All my life I struggled to cultivate. I reached the peak of the First Realm at only twelve. I had been lauded as a genius. And then I had stalled there for two years.
“The way is closed for this one.” The foreign cultivator said. He hadn’t even looked at me once the entire time he had been here. Just the cold brush of his qi washing over me before he had dismissed me entirely. And now… “He cannot be a proper heir for the Feng family.”
Why did we have to listen to this man at all?
The Patriarch grunted.
“Jin, come here.” Father said.
I heard the sound of my younger brother stumble forward across the hardwood floor. He hit the ground next to me with a thump. Father’s aura receded from me.
“Yes, this one will do.” The foreign cultivator said.
“The Feng Family will serve.” My father said.
My little brother, who had not even crossed a minor stage of the First Realm, earned the acknowledgment of the foreign cultivator. And I lost everything.
Over the next year, they took away my estate, my cultivation teachers, and most of my inheritance, leaving me with only a few mortal lands to tithe. The full support of the family shifted to my younger brother, who had spent his years playing and studying useless arts.
They pushed me away from the public spotlight and lowered my seating at the banquet tables. I was no longer their honorable son.
At the time, I had thought they left me to rot and die. But those were just the childish thoughts of my teenage years. At the age of fifteen, five years ago, I started to learn that I still had more than most would ever dream of.
FIVE YEARS AGO - Feng Sai, Fifteen
I stopped wearing clothes for combat and started wearing clothes for comfort. I hosted my own banquets with just my closest servants, setting myself at the highest seat. I ate to my hearts content.
And I hired my own combat and cultivation instructors. They were nothing like what the family could afford. But they stroked my ego and assuaged my pride.
“You are truly the most noble heir of the Feng family!” One of the instructors sitting at my side said.
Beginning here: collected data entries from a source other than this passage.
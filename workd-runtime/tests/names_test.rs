// Copyright 2026 The Vimana Authors. All rights reserved.
//
// Licensed under the Apache License, Version 2.0 (the "License");
// you may not use this file except in compliance with the License.
// You may obtain a copy of the License at
//
//    http://www.apache.org/licenses/LICENSE-2.0
//
// Unless required by applicable law or agreed to in writing, software
// distributed under the License is distributed on an "AS IS" BASIS,
// WITHOUT WARRANTIES OR CONDITIONS OF ANY KIND, either express or implied.
// See the License for the specific language governing permissions and
// limitations under the License.

use pretty_assertions::assert_eq;
use workd_error::{Code, Error};
use workd_runtime::names::{ComponentIdentity, ImageReference, ParseError, PodContainerId};

#[test]
fn parses_component_identity() -> Result<(), ParseError> {
    let component = ComponentIdentity::parse("example.com:shop.Cart@1.2.3-rc1")?;
    assert_eq!(component.domain(), "example.com");
    assert_eq!(component.server(), "shop.Cart");
    assert_eq!(component.version(), "1.2.3-rc1");
    Ok(())
}

#[test]
fn parses_pod_id() -> Result<(), ParseError> {
    let id: PodContainerId = "d:s@1.0.0#42".parse()?;
    assert_eq!(id.component(), &ComponentIdentity::new("d", "s", "1.0.0")?);
    assert_eq!(id.index(), 42);
    Ok(())
}

#[test]
fn formatting_inverts_parsing() -> Result<(), ParseError> {
    for raw in [
        "d:s@1.0.0#0",
        "a-b.example:pkg.v1.Service@0.10.0-alpha-1#7",
        "x1:_internal@10.20.30#4294967295",
    ] {
        let id = PodContainerId::parse(raw)?;
        assert_eq!(id.to_string(), raw);
        assert_eq!(PodContainerId::parse(&id.to_string())?, id);
        assert_eq!(
            ComponentIdentity::parse(&id.component().to_string())?,
            *id.component()
        );
    }
    Ok(())
}

#[test]
fn rejects_malformed_components() {
    let cases = [
        ("", ParseError::MissingServer(String::new())),
        ("d@1.0.0", ParseError::MissingServer("d@1.0.0".to_string())),
        ("d:s", ParseError::MissingVersion("d:s".to_string())),
        (":s@1.0.0", ParseError::InvalidDomain(String::new())),
        ("-d:s@1.0.0", ParseError::InvalidDomain("-d".to_string())),
        ("d:@1.0.0", ParseError::InvalidServer(String::new())),
        ("d:s@1.0", ParseError::InvalidVersion("1.0".to_string())),
        ("d:s@01.0.0", ParseError::InvalidVersion("01.0.0".to_string())),
        ("d:s@1.0.0+build", ParseError::InvalidVersion("1.0.0+build".to_string())),
    ];
    for (raw, expected) in cases {
        assert_eq!(ComponentIdentity::parse(raw), Err(expected), "{raw}");
    }
}

#[test]
fn rejects_malformed_indices() {
    for index in ["", "01", "00", "-1", "1a", " 1", "4294967296"] {
        let raw = format!("d:s@1.0.0#{index}");
        assert_eq!(
            PodContainerId::parse(&raw),
            Err(ParseError::InvalidIndex(index.to_string())),
            "{raw}"
        );
    }
    assert_eq!(
        PodContainerId::parse("d:s@1.0.0"),
        Err(ParseError::MissingIndex("d:s@1.0.0".to_string()))
    );
}

#[test]
fn parse_errors_are_invalid_argument() {
    let err: Error = ComponentIdentity::parse("nope").unwrap_err().into();
    assert_eq!(err.code, Code::InvalidArgument);
}

#[test]
fn image_reference_hex_encodes_the_server() -> Result<(), ParseError> {
    let component = ComponentIdentity::parse("example.com:helloworld.Greeter@1.0.0")?;
    let image = ImageReference::new("registry.local:5000", component.clone())?;
    assert_eq!(
        image.to_string(),
        "registry.local:5000/example.com/68656c6c6f776f726c642e47726565746572:1.0.0"
    );
    let parsed: ImageReference = image.to_string().parse()?;
    assert_eq!(parsed.registry(), "registry.local:5000");
    assert_eq!(parsed.component(), &component);
    Ok(())
}

#[test]
fn rejects_malformed_images() {
    for raw in [
        "",
        "greeter:1.0.0",
        "registry.local/greeter:1.0.0",
        "registry.local/example.com/73:1.0.0/extra",
        "registry.local/example.com/ZZ:1.0.0",
        "registry.local/example.com/7:1.0.0",
        "registry.local/example.com/73",
        "registry.local/example.com/ff:1.0.0",
    ] {
        assert_eq!(
            ImageReference::parse(raw),
            Err(ParseError::InvalidImage(raw.to_string())),
            "{raw}"
        );
    }
    // Decodes fine but the version is not semantic.
    assert_eq!(
        ImageReference::parse("registry.local/example.com/73:1.0"),
        Err(ParseError::InvalidVersion("1.0".to_string()))
    );
    assert!(ImageReference::new("", ComponentIdentity::parse("d:s@1.0.0").unwrap()).is_err());
}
He rested a hand on my shoulder. “That boy Jin could never compare to you.”
After a year, the dull ache of a stolen future remained. I frowned at the mention of my younger brother’s name. I was supposed to inherit this entire city and the surrounding territories. Now I would rise to nothing more than a vassal.
My teacher’s eyes widened at my frown. Only a few months ago, that would’ve put me in higher spirits.
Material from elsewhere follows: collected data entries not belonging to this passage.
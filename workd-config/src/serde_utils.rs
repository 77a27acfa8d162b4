// Copyright 2026 The Vimana Authors. All rights reserved.
//
// Licensed under the Apache License, Version 2.0 (the "License");
// you may not use this file except in compliance with the License.
// You may obtain a copy of the License at
//
//    http://www.apache.org/licenses/LICENSE-2.0
//
// Unless required by applicable law or agreed to in writing, software
// distributed under the License is distributed on an "AS IS" BASIS,
// WITHOUT WARRANTIES OR CONDITIONS OF ANY KIND, either express or implied.
// See the License for the specific language governing permissions and
// limitations under the License.

use core::fmt;
use core::marker::PhantomData;
use core::str::FromStr;

use serde::{de, Deserialize, Deserializer};

/// Helper for serde macro so you can use shellexpand variables in the json configuration
/// files when the number is a numeric type.
pub fn convert_numeric_with_shellexpand<'de, D, T, E>(deserializer: D) -> Result<T, D::Error>
where
    D: Deserializer<'de>,
    E: fmt::Display,
    T: TryFrom<i64> + FromStr<Err = E>,
    <T as TryFrom<i64>>::Error: fmt::Display,
{
    // Accepts either a plain integer or a string that expands to one.
    struct NumericVisitor<T: TryFrom<i64>>(PhantomData<T>);

    impl<'de, T, FromStrErr> de::Visitor<'de> for NumericVisitor<T>
    where
        FromStrErr: fmt::Display,
        T: TryFrom<i64> + FromStr<Err = FromStrErr>,
        <T as TryFrom<i64>>::Error: fmt::Display,
    {
        type Value = T;

        fn expecting(&self, formatter: &mut fmt::Formatter<'_>) -> fmt::Result {
            formatter.write_str("an integer or a string expanding to an integer")
        }

        fn visit_i64<E: de::Error>(self, v: i64) -> Result<Self::Value, E> {
            v.try_into().map_err(de::Error::custom)
        }

        fn visit_u64<E: de::Error>(self, v: u64) -> Result<Self::Value, E> {
            i64::try_from(v)
                .map_err(de::Error::custom)?
                .try_into()
                .map_err(de::Error::custom)
        }

        fn visit_str<E: de::Error>(self, v: &str) -> Result<Self::Value, E> {
            (*shellexpand::env(v).map_err(de::Error::custom)?)
                .parse::<T>()
                .map_err(de::Error::custom)
        }
    }

    deserializer.deserialize_any(NumericVisitor::<T>(PhantomData::<T> {}))
}

/// Helper for serde macro so you can use shellexpand variables in the json configuration
/// files when the value is a string.
pub fn convert_string_with_shellexpand<'de, D: Deserializer<'de>>(
    deserializer: D,
) -> Result<String, D::Error> {
    let value = String::deserialize(deserializer)?;
    Ok((*(shellexpand::env(&value).map_err(de::Error::custom)?)).to_string())
}

/// Same as convert_string_with_shellexpand, but applied to every element of a list.
pub fn convert_vec_string_with_shellexpand<'de, D: Deserializer<'de>>(
    deserializer: D,
) -> Result<Vec<String>, D::Error> {
    Vec::<String>::deserialize(deserializer)?
        .into_iter()
        .map(|value| {
            shellexpand::env(&value)
                .map(|expanded| expanded.into_owned())
                .map_err(de::Error::custom)
        })
        .collect()
}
“I no longer wish to talk about my younger brother.” I said, staring down at my plate.
My brother would reach immortality.
With only a year of focused teaching and practice, he had almost caught up to my years of cultivation. And I had made no progress.
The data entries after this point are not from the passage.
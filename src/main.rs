use chrono::NaiveDate;
use clap::{Parser, Subcommand, ValueEnum};
use color_eyre::{eyre::eyre, Result};
use futures::future::join_all;
use std::path::PathBuf;
use std::sync::Arc;
use tracing::{info, warn};

use larosa::cache::{CacheSource, CacheStore, NoopStore, SqliteStore};
use larosa::config::Config;
use larosa::service::{
  DataService, DataServices, DatasetSession, DatasetView, GroupedSession, MessageKind,
  RefreshPolicy, StatusMessage, PRESETS,
};
use larosa::sheets::{DocumentKind, GroupedDataset, Record, SheetsClient};

#[derive(Parser, Debug)]
#[command(name = "larosa")]
#[command(about = "Cache-first access to the Larosa point-of-sale spreadsheet")]
#[command(version)]
struct Args {
  /// Path to config file (default: $XDG_CONFIG_HOME/larosa/config.yaml)
  #[arg(short, long)]
  config: Option<PathBuf>,

  /// Mirror logs to stderr
  #[arg(short, long)]
  verbose: bool,

  #[command(subcommand)]
  command: Command,
}

#[derive(Subcommand, Debug)]
enum Command {
  /// Print a dataset: the cached view first, then the refreshed one
  Show {
    /// vendor, customer, product, invoice, settlement or quotation
    dataset: String,
    /// Skip the refresh while the cached copy is still fresh
    #[arg(long)]
    fresh_ok: bool,
    #[arg(long)]
    json: bool,
  },
  /// Refresh every dataset
  Refresh,
  /// Append a row given as COLUMN=VALUE pairs
  Add {
    dataset: String,
    #[arg(required = true, value_parser = parse_cell)]
    cells: Vec<(String, String)>,
  },
  /// Delete one row by its row index
  Delete { dataset: String, row_index: u64 },
  /// Delete every row of one document by its order number
  DeleteGroup { dataset: String, order_no: String },
  /// Clear the cache of one dataset, or of all of them
  Clear { dataset: Option<String> },
  /// Check credentials (password is read from LAROSA_PASSWORD)
  Login { username: String },
  /// Count one more transaction for the customer with this phone number
  IncrementTransaction { phone_number: String },
  /// Reserve (or preview) the next document number
  NextId {
    kind: Kind,
    /// Document date, YYYY-MM-DD (default: today)
    #[arg(long)]
    date: Option<NaiveDate>,
    /// Preview without consuming the number
    #[arg(long)]
    peek: bool,
  },
}

#[derive(Clone, Copy, Debug, ValueEnum)]
enum Kind {
  Inv,
  Qt,
}

impl From<Kind> for DocumentKind {
  fn from(kind: Kind) -> Self {
    match kind {
      Kind::Inv => DocumentKind::Invoice,
      Kind::Qt => DocumentKind::Quotation,
    }
  }
}

#[tokio::main]
async fn main() -> Result<()> {
  color_eyre::install()?;

  let args = Args::parse();

  let _log_guard = match larosa::logging::init(args.verbose) {
    Ok(guard) => Some(guard),
    Err(e) => {
      eprintln!("Logging disabled: {}", e);
      None
    }
  };

  let config = Config::load(args.config.as_deref())?;

  if !config.cache.enabled {
    info!("Cache disabled, every load goes to the network");
    return run(args.command, &config, Arc::new(NoopStore)).await;
  }

  let store = SqliteStore::at_path(config.cache.resolved_path()?);
  run(args.command, &config, Arc::new(store)).await
}

async fn run<S: CacheStore>(command: Command, config: &Config, store: Arc<S>) -> Result<()> {
  match command {
    Command::Show {
      dataset,
      fresh_ok,
      json,
    } => {
      let services = connect(config, &store)?;
      let service = lookup(&services, &dataset)?;
      let policy = if fresh_ok {
        RefreshPolicy::WhenStale
      } else {
        RefreshPolicy::Always
      };
      let mut view = TerminalView { json };

      if let Some(grouping) = services.grouping(&dataset) {
        service
          .load_grouped_data_with(&mut view, |rows| grouping.group(rows), policy)
          .await;
      } else {
        service.load_data_with(&mut view, policy).await;
      }
    }

    Command::Refresh => {
      let services = connect(config, &store)?;
      let loads = services.iter().map(|(name, grouping, service)| async move {
        let mut view = QuietView;
        let count = match grouping {
          Some(grouping) => {
            service
              .load_grouped_data(&mut view, |rows| grouping.group(rows))
              .await
              .len()
          }
          None => service.load_data(&mut view).await.len(),
        };
        (name, count)
      });

      for (name, count) in join_all(loads).await {
        println!("{:<12} {}", name, count);
      }
    }

    Command::Add { dataset, cells } => {
      let services = connect(config, &store)?;
      if services.is_grouped(&dataset) {
        return Err(eyre!("{} holds grouped documents, add is for flat datasets", dataset));
      }
      let record = cells
        .into_iter()
        .fold(Record::new(), |record, (column, value)| record.with(column, value));
      let mut session = DatasetSession::new(lookup(&services, &dataset)?.clone());
      session.reload(&mut QuietView).await;
      session
        .add(record, services.unique_field(&dataset), &mut QuietView)
        .await?;
      println!(
        "Added to {} ({} rows)",
        session.service().table_name(),
        session.rows().len()
      );
    }

    Command::Delete { dataset, row_index } => {
      let services = connect(config, &store)?;
      if services.is_grouped(&dataset) {
        return Err(eyre!("{} holds grouped documents, use delete-group", dataset));
      }
      let mut session = DatasetSession::new(lookup(&services, &dataset)?.clone());
      session.reload(&mut QuietView).await;
      session.delete(row_index, &mut QuietView).await?;
      println!("Deleted row {} from {}", row_index, session.service().table_name());
    }

    Command::DeleteGroup { dataset, order_no } => {
      let services = connect(config, &store)?;
      let service = lookup(&services, &dataset)?.clone();
      let grouping = services
        .grouping(&dataset)
        .ok_or_else(|| eyre!("{} has no grouped documents, use delete", dataset))?;
      let mut session = GroupedSession::new(service, grouping.clone());
      session.reload(&mut QuietView).await;
      session.delete_group(&order_no, &mut QuietView).await?;
      println!("Deleted {} ({} left)", order_no, session.groups().len());
    }

    Command::Login { username } => {
      let password = Config::get_password()?;
      let client = SheetsClient::new(config)?;
      let outcome = client.login(&username, &password).await?;
      if !outcome.success {
        return Err(eyre!("Login failed: {}", outcome.message));
      }
      println!("Logged in as {}", outcome.user.as_deref().unwrap_or(&username));
    }

    Command::IncrementTransaction { phone_number } => {
      let client = SheetsClient::new(config)?;
      let count = client.increment_customer_transaction(&phone_number).await?;
      println!("{} now has {} transactions", phone_number, count);
    }

    // Local only, so it works without an endpoint configured
    Command::Clear { dataset } => clear(store.as_ref(), dataset.as_deref()).await?,

    Command::NextId { kind, date, peek } => {
      let client = SheetsClient::new(config)?;
      let date = date.unwrap_or_else(|| chrono::Local::now().date_naive());
      let id = if peek {
        client.peek_document_id(kind.into(), date).await?
      } else {
        client.next_document_id(kind.into(), date).await?
      };
      println!("{}", id.id);
    }
  }

  Ok(())
}

fn connect<S: CacheStore>(
  config: &Config,
  store: &Arc<S>,
) -> Result<DataServices<S, SheetsClient>> {
  let client = Arc::new(SheetsClient::new(config)?);
  Ok(DataServices::new(config, store.clone(), client))
}

fn parse_cell(pair: &str) -> std::result::Result<(String, String), String> {
  let (column, value) = pair
    .split_once('=')
    .ok_or_else(|| format!("expected COLUMN=VALUE, got '{}'", pair))?;
  if column.trim().is_empty() {
    return Err(format!("empty column name in '{}'", pair));
  }
  Ok((column.trim().to_string(), value.to_string()))
}

async fn clear<S: CacheStore>(store: &S, dataset: Option<&str>) -> Result<()> {
  let cleared = match dataset {
    Some(name) => {
      let preset = PRESETS
        .iter()
        .find(|preset| preset.name == name)
        .ok_or_else(|| eyre!("Unknown dataset '{}'", name))?;
      store.clear(preset.cache_key).await
    }
    None => store.clear_all().await,
  };

  if !cleared {
    return Err(eyre!("Failed to clear cache"));
  }
  info!("Cache cleared ({})", dataset.unwrap_or("all datasets"));
  Ok(())
}

fn lookup<'a, S: CacheStore, R: larosa::sheets::TabularStore>(
  services: &'a DataServices<S, R>,
  name: &str,
) -> Result<&'a Arc<DataService<S, R>>> {
  services.get(name).ok_or_else(|| {
    eyre!(
      "Unknown dataset '{}'. Known: {}",
      name,
      services.names().collect::<Vec<_>>().join(", ")
    )
  })
}

/// Prints every render to stdout as it happens.
struct TerminalView {
  json: bool,
}

impl TerminalView {
  fn heading(source: CacheSource) -> &'static str {
    match source {
      CacheSource::Network => "-- server --",
      CacheSource::CacheFresh => "-- cached --",
      CacheSource::CacheStale => "-- cached (stale, refreshing) --",
      CacheSource::Optimistic => "-- pending --",
      CacheSource::RolledBack => "-- rolled back --",
    }
  }

  fn print_json<T: serde::Serialize>(data: &T) {
    match serde_json::to_string_pretty(data) {
      Ok(text) => println!("{}", text),
      Err(e) => warn!("Failed to encode output: {}", e),
    }
  }
}

fn format_row(row: &Record) -> String {
  let cells = row
    .columns()
    .filter(|(_, value)| !value.is_blank())
    .map(|(column, value)| format!("{}={}", column.replace('\n', " "), value))
    .collect::<Vec<_>>()
    .join(" | ");

  match row.row_index() {
    Some(index) => format!("{:>5}  {}", index, cells),
    None => format!("{:>5}  {}", "-", cells),
  }
}

impl DatasetView<Vec<Record>> for TerminalView {
  fn render(&mut self, data: &Vec<Record>, source: CacheSource) {
    println!("{}", Self::heading(source));
    if self.json {
      return Self::print_json(data);
    }
    for row in data {
      println!("{}", format_row(row));
    }
  }

  fn show_message(&mut self, message: &StatusMessage) {
    print_message(message);
  }
}

impl DatasetView<GroupedDataset> for TerminalView {
  fn render(&mut self, data: &GroupedDataset, source: CacheSource) {
    println!("{}", Self::heading(source));
    if self.json {
      return Self::print_json(data);
    }
    for (order_no, rows) in data.iter() {
      println!("{} ({} rows)", order_no, rows.len());
      for row in rows {
        println!("  {}", format_row(row));
      }
    }
  }

  fn show_message(&mut self, message: &StatusMessage) {
    print_message(message);
  }
}

fn print_message(message: &StatusMessage) {
  match message.kind {
    MessageKind::Loading => eprintln!("{}", message.text),
    MessageKind::Empty | MessageKind::Error => println!("{}", message.text),
  }
}

/// Discards renders; used where only the loaded value matters.
struct QuietView;

impl<T> DatasetView<T> for QuietView {
  fn render(&mut self, _data: &T, _source: CacheSource) {}
}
My brother would become immortal, and I would die. I was already older than him.
The family kept him away from me. And my father didn’t even acknowledge me as his son anymore.
“How do they do it?” I asked. Then I raised my voice, speaking directly to my closest attendant. “Wen, how do the mortals live, knowing that life has an end?”
The banquet fell mostly quiet. I continued staring at my plate.
Feng Wen took a long moment to reply. He had been with me since young, one of the only attendants who wasn’t taken away from me. Attendant and body guard.
“I believe the best way to understand that is to walk among them.” Feng Wen said.
That night, I packed a train of wagons full of my favorite foods and joined the road south to head for the closest of the territories I owned. The journey was weeks over land. A cultivator of a high enough realm would have been able to cross the distance in under a day on a flying sword.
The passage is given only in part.